━━━ Supplied material ━━━
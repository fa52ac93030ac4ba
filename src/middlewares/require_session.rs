/*!
 * 会话认证中间件
 *
 * 从签名的会话 Cookie 中解析 [`SessionContext`]，放入请求扩展后交给后续处理程序。
 * 没有有效会话的请求直接重定向到首页。
 *
 * ## 使用方法
 *
 * ```rust,ignore
 * use actix_web::web;
 * use crate::middlewares::RequireSession;
 * use crate::models::SessionContext;
 *
 * cfg.service(
 *     web::resource("/schedule")
 *         .wrap(RequireSession)
 *         .route(web::get().to(schedule)),
 * );
 *
 * async fn schedule(session: SessionContext) -> HttpResponse {
 *     // session.user_id / session.role
 * }
 * ```
 */

use actix_service::{Service, Transform};
use actix_web::{
    Error, FromRequest, HttpMessage, HttpRequest,
    body::EitherBody,
    dev::{Payload, ServiceRequest, ServiceResponse},
    error::InternalError,
};
use futures_util::future::{LocalBoxFuture, Ready, ready};
use std::rc::Rc;
use tracing::debug;

use crate::models::SessionContext;
use crate::utils::{SessionToken, redirect};

#[derive(Clone)]
pub struct RequireSession;

impl<S, B> Transform<S, ServiceRequest> for RequireSession
where
    S: Service<ServiceRequest, Response = ServiceResponse<B>, Error = Error> + 'static,
    B: 'static,
{
    type Response = ServiceResponse<EitherBody<B>>;
    type Error = Error;
    type InitError = ();
    type Transform = RequireSessionMiddleware<S>;
    type Future = Ready<Result<Self::Transform, Self::InitError>>;

    fn new_transform(&self, service: S) -> Self::Future {
        ready(Ok(RequireSessionMiddleware {
            service: Rc::new(service),
        }))
    }
}

pub struct RequireSessionMiddleware<S> {
    service: Rc<S>,
}

impl<S, B> Service<ServiceRequest> for RequireSessionMiddleware<S>
where
    S: Service<ServiceRequest, Response = ServiceResponse<B>, Error = Error> + 'static,
    B: 'static,
{
    type Response = ServiceResponse<EitherBody<B>>;
    type Error = Error;
    type Future = LocalBoxFuture<'static, Result<Self::Response, Self::Error>>;

    fn poll_ready(
        &self,
        ctx: &mut std::task::Context<'_>,
    ) -> std::task::Poll<Result<(), Self::Error>> {
        self.service.poll_ready(ctx)
    }

    fn call(&self, req: ServiceRequest) -> Self::Future {
        let srv = self.service.clone();
        Box::pin(async move {
            match SessionToken::from_request(req.request()) {
                Some(session) => {
                    debug!(
                        "Session accepted for user {} ({})",
                        session.user_id, session.role
                    );
                    req.extensions_mut().insert(session);
                    let res = srv.call(req).await?.map_into_left_body();
                    Ok(res)
                }
                None => {
                    debug!("No valid session for request to {}", req.path());
                    Ok(req.into_response(redirect("/").map_into_right_body()))
                }
            }
        })
    }
}

impl RequireSession {
    /// 从请求扩展中提取会话上下文
    /// 此函数应该在应用了 RequireSession 中间件的路由处理程序中使用
    pub fn extract_session(req: &HttpRequest) -> Option<SessionContext> {
        req.extensions().get::<SessionContext>().cloned()
    }
}

// 处理程序直接以 SessionContext 作为参数
impl FromRequest for SessionContext {
    type Error = Error;
    type Future = Ready<Result<Self, Self::Error>>;

    fn from_request(req: &HttpRequest, _: &mut Payload) -> Self::Future {
        let result: Result<Self, Self::Error> = RequireSession::extract_session(req)
            .or_else(|| SessionToken::from_request(req))
            .ok_or_else(|| InternalError::from_response("Login required", redirect("/")).into());
        ready(result)
    }
}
━━━
— About this exercise —
Please determine how many lines of the records above include the word "FromRequest", replying with a number alone.

— Your response —
2